** Opening Extracted data block **

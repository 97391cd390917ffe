use axum::{
    Json,
    extract::{State, rejection::JsonRejection},
    http::StatusCode,
    response::IntoResponse,
};
use warden_application::{AuthOrchestrator, RegisterOutcome};
use warden_core::{AccountStore, Email, Password, RefreshTokenStore};

use crate::{
    dto::{RegisterRequest, TokenResponse},
    error::{AuthApiError, FieldErrors},
};

#[tracing::instrument(name = "Register", skip_all)]
pub async fn register<A, R>(
    State(auth): State<AuthOrchestrator<A, R>>,
    payload: Result<Json<RegisterRequest>, JsonRejection>,
) -> Result<impl IntoResponse, AuthApiError>
where
    A: AccountStore + Clone + 'static,
    R: RefreshTokenStore + Clone + 'static,
{
    let Json(request) = payload?;

    // Report every malformed field at once rather than the first one.
    let mut fields = FieldErrors::new();
    let email = Email::try_from(request.email)
        .map_err(|e| fields.insert("email".to_string(), e.to_string()))
        .ok();
    let password = Password::try_from(request.password)
        .map_err(|e| fields.insert("password".to_string(), e.to_string()))
        .ok();
    let (Some(email), Some(password)) = (email, password) else {
        return Err(AuthApiError::InvalidInput(fields));
    };

    match auth
        .register(email, password, request.confirm_password)
        .await?
    {
        RegisterOutcome::Success(pair) => {
            Ok((StatusCode::CREATED, Json(TokenResponse::from(pair))))
        }
        RegisterOutcome::EmailTaken => Err(AuthApiError::EmailTaken),
        RegisterOutcome::WeakPassword(violations) => {
            Err(AuthApiError::weak_password(&violations))
        }
        RegisterOutcome::ConfirmationMismatch => Err(AuthApiError::invalid_field(
            "confirm_password",
            "does not match password",
        )),
    }
}
//! Axum route handlers. Each one parses its input into domain types, calls
//! the orchestrator and maps the tagged outcome onto a status code.

pub mod login;
pub mod logout;
pub mod me;
pub mod refresh;
pub mod register;
pub mod verify_token;

pub use login::login;
pub use logout::logout;
pub use me::me;
pub use refresh::refresh;
pub use register::register;
pub use verify_token::verify_token;
use crate::config::ForecastConfig;
use crate::error::Result;
use crate::models::HourlySeries;
use serde::Deserialize;

const HOURLY_FIELDS: &str =
    "temperature_2m,weathercode,relativehumidity_2m,windspeed_10m,pressure_msl";

// Open-Meteo forecast response structures
#[derive(Debug, Deserialize)]
pub struct WeatherResponse {
    pub hourly: HourlyData,
}

#[derive(Debug, Deserialize)]
pub struct HourlyData {
    pub time: Vec<String>,
    #[serde(rename = "temperature_2m")]
    pub temperatures: Vec<f64>,
    #[serde(rename = "weathercode")]
    pub weather_codes: Vec<i32>,
    #[serde(rename = "relativehumidity_2m")]
    pub humidities: Vec<f64>,
    #[serde(rename = "windspeed_10m")]
    pub wind_speeds: Vec<f64>,
    #[serde(rename = "pressure_msl")]
    pub pressures: Vec<f64>,
}

impl WeatherResponse {
    pub fn into_series(self) -> HourlySeries {
        let hourly = self.hourly;
        HourlySeries {
            time: hourly.time,
            temperatures: hourly.temperatures,
            weather_codes: hourly.weather_codes,
            wind_speeds: hourly.wind_speeds,
            pressures: hourly.pressures,
            humidities: hourly.humidities,
        }
    }
}

/// Decode a raw forecast response body
pub fn decode_response(json: &str) -> Result<WeatherResponse> {
    let response: WeatherResponse = serde_json::from_str(json)?;
    tracing::debug!(
        "Decoded forecast response with {} hourly samples",
        response.hourly.time.len()
    );
    Ok(response)
}

/// Hourly forecast request for a single location
#[derive(Debug, Clone)]
pub struct ForecastRequest {
    pub base_url: String,
    pub latitude: f64,
    pub longitude: f64,
}

impl ForecastRequest {
    pub fn new(config: &ForecastConfig, latitude: f64, longitude: f64) -> Self {
        Self {
            base_url: config.base_url.clone(),
            latitude,
            longitude,
        }
    }

    pub fn url(&self) -> String {
        format!(
            "{}/v1/forecast?latitude={}&longitude={}&hourly={}",
            self.base_url.trim_end_matches('/'),
            self.latitude,
            self.longitude,
            HOURLY_FIELDS
        )
    }
}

** Closing Extracted data block **

Would it be possible to set down the full listing again, character for character?

repository 97391cd390917ffe
use axum::{
    Json,
    extract::{State, rejection::JsonRejection},
    http::StatusCode,
    response::IntoResponse,
};
use warden_application::{AuthOrchestrator, RegisterOutcome};
use warden_core::{AccountStore, Email, Password, RefreshTokenStore};

use crate::{
    dto::{RegisterRequest, TokenResponse},
    error::{AuthApiError, FieldErrors},
};

#[tracing::instrument(name = "Register", skip_all)]
pub async fn register<A, R>(
    State(auth): State<AuthOrchestrator<A, R>>,
    payload: Result<Json<RegisterRequest>, JsonRejection>,
) -> Result<impl IntoResponse, AuthApiError>
where
    A: AccountStore + Clone + 'static,
    R: RefreshTokenStore + Clone + 'static,
{
    let Json(request) = payload?;

    // Report every malformed field at once rather than the first one.
    let mut fields = FieldErrors::new();
    let email = Email::try_from(request.email)
        .map_err(|e| fields.insert("email".to_string(), e.to_string()))
        .ok();
    let password = Password::try_from(request.password)
        .map_err(|e| fields.insert("password".to_string(), e.to_string()))
        .ok();
    let (Some(email), Some(password)) = (email, password) else {
        return Err(AuthApiError::InvalidInput(fields));
    };

    match auth
        .register(email, password, request.confirm_password)
        .await?
    {
        RegisterOutcome::Success(pair) => {
            Ok((StatusCode::CREATED, Json(TokenResponse::from(pair))))
        }
        RegisterOutcome::EmailTaken => Err(AuthApiError::EmailTaken),
        RegisterOutcome::WeakPassword(violations) => {
            Err(AuthApiError::weak_password(&violations))
        }
        RegisterOutcome::ConfirmationMismatch => Err(AuthApiError::invalid_field(
            "confirm_password",
            "does not match password",
        )),
    }
}
//! Axum route handlers. Each one parses its input into domain types, calls
//! the orchestrator and maps the tagged outcome onto a status code.

pub mod login;
pub mod logout;
pub mod me;
pub mod refresh;
pub mod register;
pub mod verify_token;

pub use login::login;
pub use logout::logout;
pub use me::me;
pub use refresh::refresh;
pub use register::register;
pub use verify_token::verify_token;
use crate::config::ForecastConfig;
use crate::error::Result;
use crate::models::HourlySeries;
use serde::Deserialize;

const HOURLY_FIELDS: &str =
    "temperature_2m,weathercode,relativehumidity_2m,windspeed_10m,pressure_msl";

// Open-Meteo forecast response structures
#[derive(Debug, Deserialize)]
pub struct WeatherResponse {
    pub hourly: HourlyData,
}

#[derive(Debug, Deserialize)]
pub struct HourlyData {
    pub time: Vec<String>,
    #[serde(rename = "temperature_2m")]
    pub temperatures: Vec<f64>,
    #[serde(rename = "weathercode")]
    pub weather_codes: Vec<i32>,
    #[serde(rename = "relativehumidity_2m")]
    pub humidities: Vec<f64>,
    #[serde(rename = "windspeed_10m")]
    pub wind_speeds: Vec<f64>,
    #[serde(rename = "pressure_msl")]
    pub pressures: Vec<f64>,
}

impl WeatherResponse {
    pub fn into_series(self) -> HourlySeries {
        let hourly = self.hourly;
        HourlySeries {
            time: hourly.time,
            temperatures: hourly.temperatures,
            weather_codes: hourly.weather_codes,
            wind_speeds: hourly.wind_speeds,
            pressures: hourly.pressures,
            humidities: hourly.humidities,
        }
    }
}

/// Decode a raw forecast response body
pub fn decode_response(json: &str) -> Result<WeatherResponse> {
    let response: WeatherResponse = serde_json::from_str(json)?;
    tracing::debug!(
        "Decoded forecast response with {} hourly samples",
        response.hourly.time.len()
    );
    Ok(response)
}

/// Hourly forecast request for a single location
#[derive(Debug, Clone)]
pub struct ForecastRequest {
    pub base_url: String,
    pub latitude: f64,
    pub longitude: f64,
}

impl ForecastRequest {
    pub fn new(config: &ForecastConfig, latitude: f64, longitude: f64) -> Self {
        Self {
            base_url: config.base_url.clone(),
            latitude,
            longitude,
        }
    }

    pub fn url(&self) -> String {
        format!(
            "{}/v1/forecast?latitude={}&longitude={}&hourly={}",
            self.base_url.trim_end_matches('/'),
            self.latitude,
            self.longitude,
            HOURLY_FIELDS
        )
    }
}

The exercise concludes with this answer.